7 thoughts on “Paleo-Zone Nutrition”

  1. I look forward to reading about your experience. My diet has recently taken a turn towards more Paleo quality foods (I would say 80-85% of my intake is Paleo type foods, with no major “cheat days” or meals. A serving of dark chocolate, or a serving of creamer constitutes my deviance from the Paleo style of eating) but since I’ve started this, my weight and body fat have dropped to levels I find very low (under 12% for a female) in that amount of time. Do you think following the Zone type of quantity could help me with gaining lean muscle mass and preventing further fat loss?

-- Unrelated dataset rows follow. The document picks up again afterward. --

//! Image download phase of a harvest.
//!
//! Every distinct image URL across the crawled pages is downloaded once on a
//! bounded pool (`image_concurrency`), validated and normalized through
//! [`prepare_image`], and stored in an [`ImageStore`] keyed by content hash.
//! `buffered` keeps results in reference order, so the per-page hash lists
//! line up with each page's image references.

use futures::stream::{self, StreamExt};
use std::collections::HashMap;
use std::sync::atomic::{AtomicUsize, Ordering};
use tracing::{debug, info};
use url::Url;

use super::crawler::{CrawledPage, Crawler};
use super::urls::origin;
use crate::error::Diagnostic;
use crate::model::ImageAsset;
use crate::pipeline::images::{extension_from_url, prepare_image, FormatPolicy, ImageStore};

/// Hashes resolved for each page's image references.
#[derive(Debug, Default)]
pub struct FetchedImages {
    pub store: ImageStore,
    /// `hashes[page][image]` is the stored hash for that reference, or `None`
    /// when the image failed.
    pub hashes: Vec<Vec<Option<String>>>,
    pub diagnostics: Vec<Diagnostic>,
    pub found: usize,
    pub failed: usize,
}

impl Crawler {
    /// Download, validate and deduplicate every image referenced by `pages`.
    pub async fn fetch_images(&self, pages: &[CrawledPage]) -> FetchedImages {
        let mut distinct: Vec<Url> = Vec::new();
        let mut index_of: HashMap<String, usize> = HashMap::new();
        for image in pages.iter().flat_map(|p| &p.images) {
            index_of.entry(image.url.to_string()).or_insert_with(|| {
                distinct.push(image.url.clone());
                distinct.len() - 1
            });
        }

        let found = pages.iter().map(|p| p.images.len()).sum();
        let total = distinct.len();
        info!("Downloading {} images ({} references)", total, found);
        self.progress().on_images_start(total);

        let store = ImageStore::new();
        let done = AtomicUsize::new(0);
        let concurrency = self.config().image_concurrency.max(1);

        let results: Vec<Result<String, Diagnostic>> = stream::iter(distinct.iter())
            .map(|url| {
                let store = &store;
                let done = &done;
                async move {
                    let result = self.fetch_one(url).await.map(|asset| {
                        let hash = asset.hash.clone();
                        if store.insert(asset) {
                            debug!("Stored image {} ({})", url, &hash[..12]);
                        } else {
                            debug!("Duplicate image {} ({})", url, &hash[..12]);
                        }
                        hash
                    });
                    let n = done.fetch_add(1, Ordering::SeqCst) + 1;
                    self.progress().on_image_done(n, total, result.is_ok());
                    result
                }
            })
            .buffered(concurrency)
            .collect()
            .await;

        let mut diagnostics = Vec::new();
        let mut by_url: Vec<Option<String>> = Vec::with_capacity(total);
        for result in results {
            match result {
                Ok(hash) => by_url.push(Some(hash)),
                Err(d) => {
                    diagnostics.push(d);
                    by_url.push(None);
                }
            }
        }

        let hashes = pages
            .iter()
            .map(|p| {
                p.images
                    .iter()
                    .map(|img| {
                        index_of
                            .get(img.url.as_str())
                            .and_then(|&i| by_url.get(i).cloned().flatten())
                    })
                    .collect()
            })
            .collect();

        info!(
            "Downloaded {} unique images, {} failed",
            store.len(),
            diagnostics.len()
        );
        FetchedImages {
            store,
            hashes,
            failed: diagnostics.len(),
            diagnostics,
            found,
        }
    }

    async fn fetch_one(&self, url: &Url) -> Result<ImageAsset, Diagnostic> {
        self.limiter().acquire(&origin(url)).await;
        let response = self
            .client()
            .get(url.as_str(), Some(self.config().max_image_bytes))
            .await
            .map_err(|e| Diagnostic::ImageFetchFailed {
                url: url.to_string(),
                detail: e.to_string(),
            })?;
        if !response.is_success() {
            return Err(Diagnostic::ImageFetchFailed {
                url: url.to_string(),
                detail: format!("HTTP {}", response.status),
            });
        }
        let ext = extension_from_url(url);
        prepare_image(response.body, ext.as_deref(), None, FormatPolicy::Reencode).map_err(|e| {
            Diagnostic::ImageRejected {
                source_ref: url.to_string(),
                reason: e.to_string(),
            }
        })
    }
}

    1. First off, congrats on your success with making changes to your nutrition! It can be very challenging but oh so rewarding! I am a firm believer in knowing exactly what and how much you are putting in your body on a daily basis. The downside to a strictly Paleo diet is the lack of knowing how much you are consuming. With following the Zone you are able to consume enough protein, carbs, and fat to allow your body to gain lean mass as well as make sure you are getting enough good carbs to give you the fuel necessary. It will also allow you to slow down and stop your fat loss by knowing how much fat you are taking in. I love having complete control of my performance and body by simply controlling my nutrition. I hope that answered your question.

      1. Hi Jeremy,
        I just wanted to follow up on this. I adopted the Paleo-Zone way of eating, and increased my fat intake substantially and it’s like a light switched on in my body! I went from 118 pounds and 11.6% body fat to 121 pounds and 10.7% body fat-so I’m glad I finally put some muscle on!.I’m still not sure how to stop the fat loss, but my body appears to be functioning normally even at such a low body that that i am just kind of assuming my body is OK being a little leaner than normal.

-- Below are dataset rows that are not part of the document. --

//! Heading classification: decide per text block whether it is a structural
//! heading or body content.
//!
//! The threshold is derived from the document itself. The most frequent font
//! size among non-empty text blocks is taken to be the body size, and
//! anything at least 20 % larger counts as a heading. A second rule catches
//! sources that mark headings with bold runs at body size: short bold blocks
//! are headings as well.

use crate::model::{Block, BlockKind};
use std::collections::HashMap;

/// Multiplier applied to the body size to get the heading threshold.
pub const HEADING_RATIO: f64 = 1.2;

/// Bold blocks shorter than this many characters are headings.
pub const BOLD_HEADING_MAX_CHARS: usize = 100;

/// Heading threshold for a block sequence.
///
/// `1.2 ×` the mode of the sizes (rounded to one decimal) of all non-empty
/// text blocks, or `f64::INFINITY` when there are none. Equal counts resolve
/// to the smaller size, so the result depends only on the multiset of sizes
/// and never on block order.
pub fn heading_threshold(blocks: &[Block]) -> f64 {
    let mut counts: HashMap<i64, usize> = HashMap::new();
    for block in blocks.iter().filter(|b| b.has_text()) {
        *counts.entry(tenths(block.font_size)).or_insert(0) += 1;
    }

    counts
        .into_iter()
        .max_by(|(size_a, count_a), (size_b, count_b)| {
            count_a.cmp(count_b).then_with(|| size_b.cmp(size_a))
        })
        .map(|(size, _)| size as f64 / 10.0 * HEADING_RATIO)
        .unwrap_or(f64::INFINITY)
}

/// `true` when `block` is a heading under `threshold`.
///
/// Image blocks and blank text blocks are never headings.
pub fn is_heading(block: &Block, threshold: f64) -> bool {
    if block.kind != BlockKind::Text {
        return false;
    }
    let text = block.text_str().trim();
    if text.is_empty() {
        return false;
    }
    block.font_size >= threshold || (block.is_bold && text.chars().count() < BOLD_HEADING_MAX_CHARS)
}

/// `true` when `block` is large enough to open a category on its own.
pub fn is_top_level(block: &Block, threshold: f64) -> bool {
    block.font_size >= threshold
}

fn tenths(size: f64) -> i64 {
    (size * 10.0).round() as i64
}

        Anyways, thanks for all the information you’ve provided on your blog. It’s definitely helped me as I continue to try and play around with my “blocks” and I’m finally not hungry ALL the time.

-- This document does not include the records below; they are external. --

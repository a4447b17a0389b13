//! Text cleanup: deterministic normalization of extracted text.
//!
//! Extractors hand us text with whatever line endings, stray zero-width
//! characters and padding the source happened to carry. Every adapter runs
//! its text through [`clean_text`] before building blocks, so the structure
//! builder only ever sees normalized strings.
//!
//! ## Rule Order
//!
//! Line endings are normalised first so the per-line rules see `\n` only;
//! invisible characters are removed before trimming so a line holding just a
//! zero-width space becomes blank and can be collapsed.

use once_cell::sync::Lazy;
use regex::Regex;

/// Apply all cleanup rules to one extracted text fragment.
///
/// 1. Normalise line endings (CRLF / CR → LF)
/// 2. Strip invisible Unicode (zero-width spaces, BOM, soft hyphens, ...)
/// 3. Trim trailing whitespace per line
/// 4. Collapse runs of blank lines down to a single blank line
/// 5. Trim the fragment as a whole
pub fn clean_text(input: &str) -> String {
    let s = normalise_line_endings(input);
    let s = remove_invisible_chars(&s);
    let s = trim_trailing_whitespace(&s);
    let s = collapse_blank_lines(&s);
    s.trim().to_string()
}

/// Collapse every whitespace run (newlines included) to a single space.
///
/// Used for single-line values such as headings and page titles.
pub fn squash_whitespace(input: &str) -> String {
    remove_invisible_chars(input)
        .split_whitespace()
        .collect::<Vec<_>>()
        .join(" ")
}

// ── Rule 1: Normalise line endings ───────────────────────────────────────────

fn normalise_line_endings(input: &str) -> String {
    input.replace("\r\n", "\n").replace('\r', "\n")
}

// ── Rule 2: Remove invisible Unicode characters ─────────────────────────────

fn remove_invisible_chars(input: &str) -> String {
    input.replace(
        [
            '\u{200B}', '\u{FEFF}', '\u{00AD}', '\u{200C}', '\u{200D}', '\u{2060}',
        ],
        "",
    )
}

// ── Rule 3: Trim trailing whitespace per line ────────────────────────────────

fn trim_trailing_whitespace(input: &str) -> String {
    input
        .lines()
        .map(|line| line.trim_end())
        .collect::<Vec<_>>()
        .join("\n")
}

// ── Rule 4: Collapse blank lines ─────────────────────────────────────────────

static RE_BLANK_LINES: Lazy<Regex> = Lazy::new(|| Regex::new(r"\n{3,}").unwrap());

fn collapse_blank_lines(input: &str) -> String {
    RE_BLANK_LINES.replace_all(input, "\n\n").to_string()
}

#[cfg(test)]
mod tests {
    use super::*;

    #[test]
    fn crlf_becomes_lf() {
        assert_eq!(clean_text("a\r\nb\rc"), "a\nb\nc");
    }

    #[test]
    fn invisible_chars_are_removed() {
        assert_eq!(clean_text("\u{FEFF}Menu\u{200B} card"), "Menu card");
    }

    #[test]
    fn trailing_whitespace_is_trimmed() {
        assert_eq!(clean_text("first   \nsecond\t"), "first\nsecond");
    }

    #[test]
    fn blank_runs_collapse_to_one_blank_line() {
        assert_eq!(clean_text("a\n\n\n\n\nb"), "a\n\nb");
        assert_eq!(clean_text("a\n \n\u{200B}\n\nb"), "a\n\nb");
    }

    #[test]
    fn outer_padding_is_trimmed() {
        assert_eq!(clean_text("\n\n  Title  \n\n"), "Title");
        assert_eq!(clean_text(" \u{00AD} "), "");
    }

    #[test]
    fn squash_collapses_everything() {
        assert_eq!(squash_whitespace("  Our \n\n  Story\t "), "Our Story");
    }
}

      2. Congrats on your success! When increasing your fat intake you still need to keep track of how much you are consuming per meal. What I suggest to our members and what I do personally is when I want to slow down the fat loss I will go from 1x fat to 2x fat. Meaning in a 3 block meal I will double my fat intake so instead of 3blocks of fat I will consume 6 blocks of fat. When that isn’t enough I increase to 3x fat, then 4x, then 5x if necessary. This is a wonderful problem as I thoroughly enough fat. Then you have to continue monitoring your intake and your performance as well as your body fat. If you are following 3 or 4x fat and you notice you are gaining body fat then drop back down to 2x fat and build back up. You should be able to find a good balance. Hope that helps. Glad to help.